執行猶予3年

夜中。

鶴宅に来ていた。
居る場所は、
外やけど。
細い路地裏にあるこの場所。
一段高くコンクリが積まれてる、
一角に鶴のアパートはあった。
人目にもつきにくくて、
こんな暗い所には、
人も来ない。

そこで、
たった一つのチュウハイと、
タバコを片手に、
俺らは話していた。

「洋ちゃんは?」

「寝てるんじゃない?」

じゃ、心おきなく。
女同士の、
立ち入った話してあるやんか。


「まっちゃん。
最近どうよ?」

最近どうよは、
この生活に入ってからの合言葉。
この時のニュアンスは、
少し違ったような気がするけど。

「まあ、何とか、
生きてるって感じ。
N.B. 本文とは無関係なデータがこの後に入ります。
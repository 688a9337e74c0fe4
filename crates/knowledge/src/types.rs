//! Knowledge system type definitions.

use serde::{Deserialize, Serialize};

/// A unit of ingested text: the raw content of one file (or one PDF
/// page) plus the path it came from. Immutable once loaded.
#[derive(Debug, Clone, Serialize, Deserialize)]
pub struct Document {
    /// Raw text content
    pub content: String,

    /// Source path or identifier
    pub source: String,
}

/// A bounded slice of a document, carrying its source verbatim.
#[derive(Debug, Clone, Serialize, Deserialize)]
pub struct Chunk {
    /// Chunk text (at most the configured chunk size)
    pub text: String,

    /// Source inherited from the parent document
    pub source: String,
}

/// One similarity-search hit, ranked ascending by distance.
#[derive(Debug, Clone, Serialize, Deserialize)]
pub struct RetrievedChunk {
    /// Stored chunk text
    pub text: String,

    /// Stored source path
    pub source: String,

    /// Cosine distance to the query (smaller is more relevant)
    pub distance: f32,
}

/// A citation entry returned alongside an answer.
#[derive(Debug, Clone, Serialize, Deserialize)]
pub struct SourceRef {
    /// Source file or document path
    pub source: String,

    /// Short single-line snippet of the retrieved chunk
    pub snippet: String,
}

/// The result of answering one question. Ephemeral, never persisted.
#[derive(Debug, Clone, Serialize, Deserialize)]
pub struct Answer {
    /// The question as asked
    pub question: String,

    /// The model's answer text
    pub answer: String,

    /// Citations for every retrieved chunk
    pub sources: Vec<SourceRef>,

    /// How many chunks the similarity search returned
    pub retrieved_chunks: usize,

    /// Chat model identifier
    pub llm_model: String,

    /// Embedding model identifier
    pub embed_model: String,
}

/// Summary of one full index rebuild.
#[derive(Debug, Clone, Serialize, Deserialize)]
pub struct IndexSummary {
    /// Number of code/text documents loaded
    pub code_docs: usize,

    /// Number of PDF page documents loaded
    pub pdf_docs: usize,

    /// Total documents chunked
    pub total_docs: usize,

    /// Number of chunks written to the index
    pub chunks_indexed: usize,

    /// Resolved index directory
    pub index_dir: String,

    /// Collection name
    pub collection: String,

    /// Embedding model identifier
    pub embed_model: String,

    /// Chat model identifier
    pub llm_model: String,
}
」

お互い。
友達以上に近い距離に居て、
家族以下。
支え合うのは、
気力面。

あいつらも、
できてんねん。
俺だって…。

そう言いきかせられたのは、
何気にこの関係のおかげ。


「俺は、
まさかお前らとこんなに、
仲良くなるとは思わんかったわ。」

「いつだっけ?
実習一緒になったのがきっかけ?」

「そうそう。
洋ちゃんことは、
1年時から知っとったけど、
鶴ん事は、
そんなやった。」

「カラオケとかめっちゃ行ったよね。」

「お前ら、
歌、めっちゃ上手いんだもん。
俺、歌えんわ。」

「よく言うよ。
めっちゃシャウトしてたくせに。」


笑えた。
ほっと日常に戻れる瞬間。
これは、
此処の住人でありたい。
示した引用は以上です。